Why am I writing about this now? Last Friday, an article I wrote relating to that June HELP committee meeting was published in The Hill. There, I talk about an unwanted and unnecessary rider to the FDA Drug User Fee Act that would undermine prescription drug importation. But there’s a story behind that story: Congressional committee meetings sometimes feature members who literally don’t know what they are talking about, and I felt the need to discuss it.
Sen. Sanders raised the issue that high drug prices are the problem Americans care about most— that egregious pricing is quite literally killing them. Those are facts. He said we must reform our regulations to help them find relief, including using drug importation. I agree with him. On the other hand, honest and informed people can disagree, but that’s not what happened here. Sen. Burr responded, saying: “You want to kill this bill? Do importation… I hear the laugh, Bernie, you’re entitled to your own opinion, but you’re not entitled to your own set of facts.” Burr went on to show that he did not know very key facts related to the subject matter. Senator Burr was either honest and uninformed, or dishonest and informed.

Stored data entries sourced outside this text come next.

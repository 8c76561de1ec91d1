//! Automatic subject detection without manual input.
//!
//! The detector fuses four per-pixel cues into a single foreground score:
//!
//! ```text
//! score = 0.35 * saliency + 0.25 * edge + 0.25 * not_background_cluster + 0.15 * center_bias
//! ```
//!
//! - **saliency**: mean absolute color difference against a sparse grid of
//!   samples around the pixel, normalized by the image maximum
//! - **edge**: Sobel gradient magnitude of the luma channel, clamped to `[0, 1]`
//! - **not_background_cluster**: 1 unless the pixel's k-means color cluster is
//!   the one occupying most of the image border
//! - **center_bias**: 1 at the image center falling linearly to 0 at the corners
//!
//! Scores above the threshold become foreground (255), and the binary mask is
//! cleaned with a morphological close, an open, enclosed-hole filling and
//! small-region removal.

use image::{Luma, Rgba};
use imageproc::definitions::Image;
use log::debug;
use rand::Rng;

use crate::error::Error;
use crate::imageops_cutout::kmeans::{kmeans, nearest_centroid, Color};
use crate::imageops_cutout::mask_cleanup::{
    close_mask, fill_enclosed_holes, open_mask, remove_small_regions,
};
use crate::imageops_cutout::Mask;
use crate::utils::{fill_rows, rgb_f32, validate_non_empty_image};

/// Relative weights of the detection cues.
#[derive(Debug, Clone, Copy, PartialEq)]
pub struct FusionWeights {
    pub saliency: f32,
    pub edge: f32,
    pub foreground_cluster: f32,
    pub center_bias: f32,
}

impl Default for FusionWeights {
    fn default() -> Self {
        Self {
            saliency: 0.35,
            edge: 0.25,
            foreground_cluster: 0.25,
            center_bias: 0.15,
        }
    }
}
use image::Luma;
use imageproc::definitions::Image;

pub mod alpha_matte;
pub mod color_refiner;
pub mod composite;
pub mod kmeans;
pub mod mask_cleanup;
pub mod pipeline;
pub mod quality;
pub mod subject_detector;
pub mod trimap;

/// Single-channel mask; binary masks use only 0 and 255.
pub type Mask = Image<Luma<u8>>;
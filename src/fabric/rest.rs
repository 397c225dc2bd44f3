//! Fabric client binding that talks to an SDK REST gateway.
//!
//! # Responsibilities
//! - Expose the configured channel through the `FabricClient` contract
//! - Forward query, proposal and ordering requests as JSON
//! - Bound every call by the configured SDK timeout
//! - Mint transaction ids locally

use reqwest::Response;
use serde::de::DeserializeOwned;
use serde::{Deserialize, Serialize};
use std::future::Future;
use std::time::Duration;
use tokio::time::timeout;
use url::Url;
use uuid::Uuid;

use crate::config::schema::{NetworkConfig, SdkConfig};
use crate::fabric::client::{Channel, FabricClient};
use crate::fabric::types::{
    BroadcastResponse, EndorsementResponse, OrderingRequest, Proposal, ProposalRequest, SdkError,
    SdkResult, TransactionId, UserContext,
};

/// Body of a query answer.
#[derive(Debug, Serialize, Deserialize)]
pub struct QueryReply {
    #[serde(default)]
    pub payloads: Option<Vec<Vec<u8>>>,
}

/// Body of a proposal answer.
#[derive(Debug, Serialize, Deserialize)]
#[serde(rename_all = "camelCase")]
pub struct ProposalReply {
    pub proposal_responses: Vec<EndorsementResponse>,
    pub proposal: Proposal,
}

/// Shared transport settings.
#[derive(Debug, Clone)]
struct Transport {
    http: reqwest::Client,
    base: Url,
    timeout: Duration,
}

impl Transport {
    fn url(&self, segments: &[&str]) -> SdkResult<Url> {
        let mut url = self.base.clone();
        url.path_segments_mut()
            .map_err(|_| SdkError::Config(format!("endpoint '{}' cannot be a base URL", self.base)))?
            .pop_if_empty()
            .extend(segments);
        Ok(url)
    }

    async fn bounded<T>(&self, fut: impl Future<Output = SdkResult<T>>) -> SdkResult<T> {
        match timeout(self.timeout, fut).await {
            Ok(result) => result,
            Err(_) => Err(SdkError::Timeout(self.timeout.as_secs())),
        }
    }

    async fn post<B: Serialize, T: DeserializeOwned>(&self, url: Url, body: &B) -> SdkResult<T> {
        self.bounded(self.send_post(url, body)).await
    }

    async fn send_post<B: Serialize, T: DeserializeOwned>(&self, url: Url, body: &B) -> SdkResult<T> {
        let resp = self
            .http
            .post(url)
            .json(body)
            .send()
            .await
            .map_err(|e| SdkError::Transport(e.to_string()))?;
        decode(resp).await
    }

    /// GET a resource, mapping 404 to `None`.
    async fn get_optional<T: DeserializeOwned>(&self, url: Url) -> SdkResult<Option<T>> {
        self.bounded(self.send_get_optional(url)).await
    }

    async fn send_get_optional<T: DeserializeOwned>(&self, url: Url) -> SdkResult<Option<T>> {
        let resp = self
            .http
            .get(url)
            .send()
            .await
            .map_err(|e| SdkError::Transport(e.to_string()))?;
        if resp.status() == reqwest::StatusCode::NOT_FOUND {
            return Ok(None);
        }
        decode(resp).await.map(Some)
    }
}

async fn decode<T: DeserializeOwned>(resp: Response) -> SdkResult<T> {
    let status = resp.status();
    if !status.is_success() {
        let body = resp.text().await.unwrap_or_default();
        return Err(SdkError::Status {
            code: status.as_u16(),
            body,
        });
    }
    resp.json::<T>()
        .await
        .map_err(|e| SdkError::Decode(e.to_string()))
}

/// Channel reached through the REST gateway.
#[derive(Debug, Clone)]
pub struct RestChannel {
    name: String,
    transport: Transport,
}

impl Channel for RestChannel {
    async fn query_by_chaincode(&self, request: &ProposalRequest) -> SdkResult<Option<Vec<Vec<u8>>>> {
        let url = self.transport.url(&["channels", &self.name, "query"])?;
        let reply: QueryReply = self.transport.post(url, request).await?;
        Ok(reply.payloads)
    }

    async fn send_transaction_proposal(
        &self,
        request: &ProposalRequest,
    ) -> SdkResult<(Vec<EndorsementResponse>, Proposal)> {
        let url = self.transport.url(&["channels", &self.name, "proposals"])?;
        let reply: ProposalReply = self.transport.post(url, request).await?;
        Ok((reply.proposal_responses, reply.proposal))
    }

    async fn send_transaction(&self, request: &OrderingRequest) -> SdkResult<BroadcastResponse> {
        let url = self.transport.url(&["channels", &self.name, "transactions"])?;
        self.transport.post(url, request).await
    }
}

/// Fabric client backed by an SDK REST gateway.
#[derive(Debug, Clone)]
pub struct RestClient {
    org: String,
    channel: RestChannel,
    transport: Transport,
}

impl RestClient {
    /// Create a client for the configured organisation and channel.
    ///
    /// No connection is made until the first request.
    pub fn new(network: &NetworkConfig, sdk: &SdkConfig) -> SdkResult<Self> {
        let base: Url = sdk.endpoint.parse().map_err(|e| {
            SdkError::Config(format!("Invalid SDK endpoint '{}': {}", sdk.endpoint, e))
        })?;
        if base.cannot_be_a_base() {
            return Err(SdkError::Config(format!(
                "SDK endpoint '{}' cannot be a base URL",
                sdk.endpoint
            )));
        }

        let timeout = Duration::from_secs(sdk.timeout_secs);
        let http = reqwest::Client::builder()
            .connect_timeout(timeout)
            .build()
            .map_err(|e| SdkError::Config(e.to_string()))?;

        let transport = Transport {
            http,
            base,
            timeout,
        };

        tracing::info!(
            endpoint = %sdk.endpoint,
            org = %network.org,
            channel = %network.channel_name,
            "Fabric SDK client initialized"
        );

        Ok(Self {
            org: network.org.clone(),
            channel: RestChannel {
                name: network.channel_name.clone(),
                transport: transport.clone(),
            },
            transport,
        })
    }

    /// Organisation this client acts for.
    pub fn org(&self) -> &str {
        &self.org
    }
}

impl FabricClient for RestClient {
    type Channel = RestChannel;

    fn get_channel(&self, name: &str) -> Option<&RestChannel> {
        (self.channel.name == name).then_some(&self.channel)
    }

    fn new_transaction_id(&self) -> TransactionId {
        let nonce = Uuid::new_v4().simple().to_string();
        let id = Uuid::new_v4().simple().to_string();
        TransactionId::new(id, nonce)
    }

    async fn user_context(&self, username: &str) -> SdkResult<Option<UserContext>> {
        let url = self.transport.url(&["users", username])?;
        self.transport.get_optional(url).await
    }
}
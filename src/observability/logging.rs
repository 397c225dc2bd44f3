//! Structured logging.
//!
//! # Responsibilities
//! - Initialize logging subsystem
//! - Configure log level from config, overridable by `RUST_LOG`
//!
//! # Design Decisions
//! - Uses tracing crate for structured logging
//! - JSON format for production, pretty format for development

use tracing_subscriber::{layer::SubscriberExt, util::SubscriberInitExt, EnvFilter};

use crate::config::ObservabilityConfig;

/// Filter used when neither `RUST_LOG` nor the config yields a valid directive.
const FALLBACK_FILTER: &str = "chaincode_gateway=info,tower_http=info";

/// Build the env filter for the given configuration.
pub fn env_filter(config: &ObservabilityConfig) -> EnvFilter {
    EnvFilter::try_from_default_env()
        .or_else(|_| EnvFilter::try_new(format!("chaincode_gateway={0},tower_http={0}", config.log_level)))
        .unwrap_or_else(|_| EnvFilter::new(FALLBACK_FILTER))
}

/// Install the global tracing subscriber.
///
/// Returns an error if a subscriber was already installed.
pub fn init_logging(
    config: &ObservabilityConfig,
) -> Result<(), tracing_subscriber::util::TryInitError> {
    let registry = tracing_subscriber::registry().with(env_filter(config));

    if config.json_logs {
        registry
            .with(tracing_subscriber::fmt::layer().json())
            .try_init()
    } else {
        registry.with(tracing_subscriber::fmt::layer()).try_init()
    }
}
use std::collections::BTreeMap;
use std::path::PathBuf;

use clap::{Parser, Subcommand};
use serde_json::{json, Value};

use chaincode_gateway::fabric::OrderingRequest;
use chaincode_gateway::ResultEnvelope;

#[derive(Parser)]
#[command(name = "gateway-cli")]
#[command(about = "Command line client for the chaincode gateway", long_about = None)]
struct Cli {
    #[arg(short, long, default_value = "http://localhost:8080")]
    url: String,

    #[command(subcommand)]
    command: Commands,
}

#[derive(Subcommand)]
enum Commands {
    /// Evaluate a chaincode function without ordering
    Query {
        fcn: String,
        args: Vec<String>,
    },
    /// Send a transaction proposal for endorsement
    Propose {
        fcn: String,
        args: Vec<String>,
    },
    /// Send a proposal carrying KEY=VALUE pairs in the transient map
    ProposeTransient {
        fcn: String,
        #[arg(value_parser = parse_pair)]
        pairs: Vec<(String, String)>,
    },
    /// Commit an accepted proposal (JSON payload from `propose`, or a full envelope)
    Commit {
        file: PathBuf,
    },
    /// Check whether a user is enrolled
    Status {
        username: String,
    },
}

fn parse_pair(raw: &str) -> Result<(String, String), String> {
    raw.split_once('=')
        .map(|(k, v)| (k.to_string(), v.to_string()))
        .ok_or_else(|| format!("expected KEY=VALUE, got '{}'", raw))
}

#[tokio::main]
async fn main() -> Result<(), Box<dyn std::error::Error>> {
    let cli = Cli::parse();
    let client = reqwest::Client::new();
    let base = cli.url.trim_end_matches('/');

    let res = match cli.command {
        Commands::Query { fcn, args } => {
            client
                .post(format!("{}/api/v1/query", base))
                .json(&json!({ "fcn": fcn, "args": args }))
                .send()
                .await?
        }
        Commands::Propose { fcn, args } => {
            client
                .post(format!("{}/api/v1/transactions", base))
                .json(&json!({ "fcn": fcn, "args": args }))
                .send()
                .await?
        }
        Commands::ProposeTransient { fcn, pairs } => {
            let transient: BTreeMap<String, String> = pairs.into_iter().collect();
            client
                .post(format!("{}/api/v1/transactions/transient", base))
                .json(&json!({ "fcn": fcn, "transient": transient }))
                .send()
                .await?
        }
        Commands::Commit { file } => {
            let request = read_commit_request(&std::fs::read_to_string(&file)?)?;
            client
                .post(format!("{}/api/v1/transactions/commit", base))
                .json(&request)
                .send()
                .await?
        }
        Commands::Status { username } => {
            client
                .get(format!("{}/api/v1/users/{}/status", base, username))
                .send()
                .await?
        }
    };

    print_response(res).await
}

/// Accept either the bare propose payload or the whole propose envelope.
fn read_commit_request(text: &str) -> Result<OrderingRequest, Box<dyn std::error::Error>> {
    match serde_json::from_str::<ResultEnvelope<OrderingRequest>>(text) {
        Ok(ResultEnvelope::Success(request)) => Ok(request),
        Ok(ResultEnvelope::Failure(message)) => {
            Err(format!("proposal was not accepted: {}", message).into())
        }
        Err(_) => Ok(serde_json::from_str::<OrderingRequest>(text)?),
    }
}

async fn print_response(res: reqwest::Response) -> Result<(), Box<dyn std::error::Error>> {
    let status = res.status();
    let text = res.text().await?;

    match serde_json::from_str::<ResultEnvelope<Value>>(&text) {
        Ok(ResultEnvelope::Success(payload)) => {
            println!("{}", serde_json::to_string_pretty(&payload)?)
        }
        Ok(ResultEnvelope::Failure(message)) => {
            eprintln!("Error ({}): {}", status, message);
        }
        Err(_) => {
            eprintln!("Error: gateway returned status {}", status);
            eprintln!("Response: {}", text);
        }
    }
    Ok(())
}

#[cfg(test)]
mod tests {
    use super::*;

    fn payload() -> Value {
        json!({
            "txId": {"id": "7f3c9a", "nonce": "n"},
            "txIdString": "7f3c9a",
            "proposalResponses": [],
            "proposal": {"header": "h"}
        })
    }

    #[test]
    fn test_commit_file_accepts_bare_payload() {
        let request = read_commit_request(&payload().to_string()).unwrap();
        assert_eq!(request.tx_id.transaction_id(), "7f3c9a");
    }

    #[test]
    fn test_commit_file_accepts_envelope() {
        let envelope = json!({"success": true, "payload": payload(), "message": "OK"});
        let request = read_commit_request(&envelope.to_string()).unwrap();
        assert_eq!(request.tx_id.transaction_id(), "7f3c9a");
    }

    #[test]
    fn test_commit_file_rejects_failed_proposal() {
        let envelope = json!({
            "success": false,
            "payload": null,
            "message": "SendProposal: endorsement failure"
        });
        let err = read_commit_request(&envelope.to_string()).unwrap_err();
        assert_eq!(
            err.to_string(),
            "proposal was not accepted: SendProposal: endorsement failure"
        );
    }

    #[test]
    fn test_parse_pair() {
        assert_eq!(parse_pair("k=v=w").unwrap(), ("k".to_string(), "v=w".to_string()));
        assert!(parse_pair("novalue").is_err());
    }
}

Senator Sanders’s amendment, which would have substantially widened the scope of drug importation from Canada, added the United Kingdom as a permissible country from which to import, and allowed for additional countries to be added in the future. Senator Burr’s main argument against drug importation was that America cannot trust countries in the European Union – or anywhere else for that matter – with drug safety. His essential focus was that the EU does not have the same strong pharmaceutical regulations as the U.S. That’s just plain wrong. The European Union’s drug regulatory authority is comparable, if not arguably superior, to that of the United States.[LM1]
Burr recounted how, in the late 1990s, FDA personnel went to Europe to see if the U.S. could harmonize drug regulatory standards with the EU. The Clinton administration found that they could not do so. Burr explained that EU countries did not have one standard, but rather accepted the standards of each member-state. He stated, “…so they accept whatever safety standard from an EU member applies. That means within the EU it may have been an Italian drug that was approved by a much lower standard in Italy but everybody in Europe takes it.”

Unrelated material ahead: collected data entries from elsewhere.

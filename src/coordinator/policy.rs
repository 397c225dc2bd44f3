//! Endorsement acceptance policy and envelope builders.
//!
//! A proposal is accepted only when every endorser returned a well-formed
//! response with status 200. There is no quorum.

use crate::coordinator::envelope::ResultEnvelope;
use crate::coordinator::error::CoordinatorError;
use crate::coordinator::payload::{ProposalOutcome, QueryPayload};
use crate::fabric::{EndorsementResponse, Proposal, TransactionId, ENDORSEMENT_OK};

/// Global outcome of an endorsement round.
#[derive(Debug, Clone, Copy, PartialEq, Eq)]
pub enum Decision {
    Accepted,
    Rejected,
}

impl Decision {
    pub fn as_str(&self) -> &'static str {
        match self {
            Decision::Accepted => "accepted",
            Decision::Rejected => "rejected",
        }
    }
}

/// Classification of a single peer response.
#[derive(Debug, Clone, Copy, PartialEq, Eq)]
pub enum Verdict {
    Good,
    Bad,
}

impl Verdict {
    pub fn as_str(&self) -> &'static str {
        match self {
            Verdict::Good => "good",
            Verdict::Bad => "bad",
        }
    }
}

/// Classify one response independently of the others.
pub fn classify(response: &EndorsementResponse) -> Verdict {
    match response.status() {
        Some(ENDORSEMENT_OK) => Verdict::Good,
        _ => Verdict::Bad,
    }
}

/// Strict AND over all responses. An empty round is accepted.
pub fn evaluate_endorsements(responses: &[EndorsementResponse]) -> Decision {
    if responses.iter().all(|r| classify(r) == Verdict::Good) {
        Decision::Accepted
    } else {
        Decision::Rejected
    }
}

/// Turn raw query payloads into an envelope.
///
/// `None` means the SDK returned nothing; an empty list is still a success.
pub fn build_query_result(payloads: Option<Vec<Vec<u8>>>) -> ResultEnvelope<QueryPayload> {
    match payloads {
        Some(payloads) => ResultEnvelope::success(QueryPayload {
            responses: payloads
                .iter()
                .map(|p| String::from_utf8_lossy(p).into_owned())
                .collect(),
        }),
        None => ResultEnvelope::failure(CoordinatorError::QueryEmpty.to_string()),
    }
}

/// Package an endorsement decision; the accepted payload is the commit input.
pub fn build_proposal_result(
    decision: Decision,
    tx_id: TransactionId,
    proposal_responses: Vec<EndorsementResponse>,
    proposal: Proposal,
) -> ResultEnvelope<ProposalOutcome> {
    match decision {
        Decision::Accepted => ResultEnvelope::success(ProposalOutcome {
            tx_id_string: tx_id.transaction_id().to_string(),
            tx_id,
            proposal_responses,
            proposal,
        }),
        Decision::Rejected => {
            ResultEnvelope::failure(CoordinatorError::EndorsementRejected.to_string())
        }
    }
}

#[cfg(test)]
mod tests {
    use super::*;
    use crate::fabric::ChaincodeResponse;

    fn response(status: i32) -> EndorsementResponse {
        EndorsementResponse {
            peer: format!("peer-{}", status),
            response: Some(ChaincodeResponse {
                status,
                message: String::new(),
                payload: Vec::new(),
            }),
            endorsement: None,
        }
    }

    fn malformed() -> EndorsementResponse {
        EndorsementResponse {
            peer: "peer-err".to_string(),
            response: None,
            endorsement: None,
        }
    }

    #[test]
    fn test_all_ok_accepted() {
        for n in 0..5 {
            let responses: Vec<_> = (0..n).map(|_| response(200)).collect();
            assert_eq!(evaluate_endorsements(&responses), Decision::Accepted);
        }
    }

    #[test]
    fn test_any_bad_rejected() {
        for status in [0, 201, 400, 500] {
            for position in 0..3 {
                let mut responses = vec![response(200), response(200), response(200)];
                responses[position] = response(status);
                assert_eq!(evaluate_endorsements(&responses), Decision::Rejected);
            }
        }
    }

    #[test]
    fn test_malformed_rejected() {
        let responses = vec![response(200), malformed()];
        assert_eq!(evaluate_endorsements(&responses), Decision::Rejected);
        assert_eq!(classify(&malformed()), Verdict::Bad);
    }

    #[test]
    fn test_classification_per_response() {
        let responses = vec![response(200), response(200), response(500)];
        let verdicts: Vec<_> = responses.iter().map(classify).collect();
        assert_eq!(verdicts, vec![Verdict::Good, Verdict::Good, Verdict::Bad]);
    }

    #[test]
    fn test_evaluation_is_idempotent() {
        let responses = vec![response(200), malformed(), response(200)];
        assert_eq!(
            evaluate_endorsements(&responses),
            evaluate_endorsements(&responses)
        );
    }

    #[test]
    fn test_rejected_round_envelope() {
        let responses = vec![response(200), response(200), response(500)];
        let decision = evaluate_endorsements(&responses);
        let envelope = build_proposal_result(
            decision,
            TransactionId::new("tx1", "n"),
            responses,
            Proposal::default(),
        );
        assert!(!envelope.is_success());
        assert!(envelope.payload().is_none());
        assert_eq!(envelope.message(), "SendProposal: endorsement failure");
    }

    #[test]
    fn test_accepted_round_envelope() {
        let responses = vec![response(200)];
        let envelope = build_proposal_result(
            Decision::Accepted,
            TransactionId::new("tx1", "n"),
            responses.clone(),
            Proposal::default(),
        );
        let outcome = envelope.into_payload().unwrap();
        assert_eq!(outcome.tx_id_string, "tx1");
        assert_eq!(outcome.proposal_responses, responses);
    }

    #[test]
    fn test_query_result_empty_is_success() {
        let envelope = build_query_result(Some(Vec::new()));
        assert_eq!(envelope, ResultEnvelope::success(QueryPayload { responses: vec![] }));
    }

    #[test]
    fn test_query_result_absent_is_failure() {
        let envelope = build_query_result(None);
        assert!(envelope.payload().is_none());
        assert_eq!(envelope.message(), "Unable to fulfil query");
    }

    #[test]
    fn test_query_result_decodes_in_order() {
        let envelope = build_query_result(Some(vec![b"alice".to_vec(), vec![0xff, b'x']]));
        let payload = envelope.into_payload().unwrap();
        assert_eq!(payload.responses, vec!["alice".to_string(), "\u{fffd}x".to_string()]);
    }
}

“Unless something’s changed on that,” he went on, “then I would accept that if we had a determination today, we would probably find the same thing.”

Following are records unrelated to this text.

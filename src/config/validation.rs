//! Configuration validation.
//!
//! # Responsibilities
//! - Semantic validation (serde handles syntactic)
//! - Validate value ranges (timeouts > 0, addresses parse)
//! - Check the network section names a channel, chaincode and peers
//!
//! # Design Decisions
//! - Returns all validation errors, not just first
//! - Validation is pure function: GatewayConfig → Result<(), Vec<ValidationError>>
//! - Runs before config is accepted into the system

use std::collections::HashSet;
use std::net::SocketAddr;
use thiserror::Error;

use crate::config::schema::GatewayConfig;

/// A single semantic problem in a configuration.
#[derive(Debug, Clone, PartialEq, Eq, Error)]
pub enum ValidationError {
    #[error("{field} must not be empty")]
    Empty { field: &'static str },

    #[error("duplicate endorsing target '{0}'")]
    DuplicateTarget(String),

    #[error("{field} must be greater than zero")]
    Zero { field: &'static str },

    #[error("{field} '{value}' is not a valid socket address")]
    InvalidAddress { field: &'static str, value: String },

    #[error("sdk.endpoint '{value}' is not a valid URL: {reason}")]
    InvalidEndpoint { value: String, reason: String },
}

/// Validate a parsed configuration.
pub fn validate_config(config: &GatewayConfig) -> Result<(), Vec<ValidationError>> {
    let mut errors = Vec::new();

    let network = &config.network;
    if network.org.trim().is_empty() {
        errors.push(ValidationError::Empty { field: "network.org" });
    }
    if network.channel_name.trim().is_empty() {
        errors.push(ValidationError::Empty {
            field: "network.channel_name",
        });
    }
    if network.chaincode_name.trim().is_empty() {
        errors.push(ValidationError::Empty {
            field: "network.chaincode_name",
        });
    }
    if network.targets.is_empty() {
        errors.push(ValidationError::Empty {
            field: "network.targets",
        });
    }

    let mut seen = HashSet::new();
    for target in &network.targets {
        if target.trim().is_empty() {
            errors.push(ValidationError::Empty {
                field: "network.targets[]",
            });
        } else if !seen.insert(target.as_str()) {
            errors.push(ValidationError::DuplicateTarget(target.clone()));
        }
    }

    match url::Url::parse(&config.sdk.endpoint) {
        Ok(url) if url.cannot_be_a_base() => errors.push(ValidationError::InvalidEndpoint {
            value: config.sdk.endpoint.clone(),
            reason: "cannot be a base URL".to_string(),
        }),
        Ok(_) => {}
        Err(e) => errors.push(ValidationError::InvalidEndpoint {
            value: config.sdk.endpoint.clone(),
            reason: e.to_string(),
        }),
    }

    if config.sdk.timeout_secs == 0 {
        errors.push(ValidationError::Zero {
            field: "sdk.timeout_secs",
        });
    }
    if config.timeouts.request_secs == 0 {
        errors.push(ValidationError::Zero {
            field: "timeouts.request_secs",
        });
    }

    if config.listener.bind_address.parse::<SocketAddr>().is_err() {
        errors.push(ValidationError::InvalidAddress {
            field: "listener.bind_address",
            value: config.listener.bind_address.clone(),
        });
    }
    if config.observability.metrics_enabled
        && config.observability.metrics_address.parse::<SocketAddr>().is_err()
    {
        errors.push(ValidationError::InvalidAddress {
            field: "observability.metrics_address",
            value: config.observability.metrics_address.clone(),
        });
    }

    if errors.is_empty() {
        Ok(())
    } else {
        Err(errors)
    }
}

#[cfg(test)]
mod tests {
    use super::*;

    #[test]
    fn test_default_config_is_valid() {
        assert!(validate_config(&GatewayConfig::default()).is_ok());
    }

    #[test]
    fn test_collects_every_error() {
        let mut config = GatewayConfig::default();
        config.network.channel_name = String::new();
        config.network.targets.clear();
        config.sdk.timeout_secs = 0;
        config.sdk.endpoint = "nope".to_string();

        let errors = validate_config(&config).unwrap_err();
        assert_eq!(errors.len(), 4);
        assert!(errors.contains(&ValidationError::Empty {
            field: "network.channel_name"
        }));
        assert!(errors.contains(&ValidationError::Zero {
            field: "sdk.timeout_secs"
        }));
    }

    #[test]
    fn test_duplicate_targets() {
        let mut config = GatewayConfig::default();
        config.network.targets = vec!["peer0".into(), "peer1".into(), "peer0".into()];
        let errors = validate_config(&config).unwrap_err();
        assert_eq!(errors, vec![ValidationError::DuplicateTarget("peer0".into())]);
    }

    #[test]
    fn test_metrics_address_only_checked_when_enabled() {
        let mut config = GatewayConfig::default();
        config.observability.metrics_address = "garbage".to_string();
        assert!(validate_config(&config).is_err());

        config.observability.metrics_enabled = false;
        assert!(validate_config(&config).is_ok());
    }
}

Burr implies that, in the year 2022, we cannot trust the EU’s drug regulatory system because we could not trust it during the Clinton administration… over twenty years ago.
In 2019, years ago still, the highly-respected European Medicines Agency, with recognition by the FDA, announced that the EU and US reached “a milestone in mutual recognition of inspections of medicines manufacturers.”
Still don’t trust the Europeans? From the FDA’s website: “FDA has MRAs [mutual recognition agreements] in place with the EU and the United Kingdom, respectively.” In other words, today, the U.S. recognizes that all EU member states – including Italy – have comparable capabilities to regulate the manufacture of pharmaceutical drugs and no one brought that up during the committee meeting.
Want more proof? The FDA’s own data shows that the EU has stronger drug safety outcomes than the U.S. when it comes to Current Good Manufacturing Practices. In fact, the U.S. performance was slightly lower than the world at large. See FDA’s data below.
I’m not taking anything that Sen. Burr said out of context. But, in case I am, to fact-check me, please feel free to watch Burr’s entire presentation.
Members of Congressional committees are supposed to have specialized and up-to-date knowledge on matters of great national importance that fall within a committee’s jurisdiction. To that end, every five years, the HELP committee, which has jurisdiction over pharmaceutical regulations, plays a role in drafting FDA user fee reauthorization legislation. The act sets new fees and rules related to drug manufacturers who apply to the FDA when seeking approval of a new drug. It also usually includes other policies meant to strengthen our regulatory system and improve access to prescription drugs. To that end, committee leaders should not be able to get away with being ignorant of the subject matter at hand. It leads to bad public policy outcomes for Americans and potential friction with allies, such as Italy!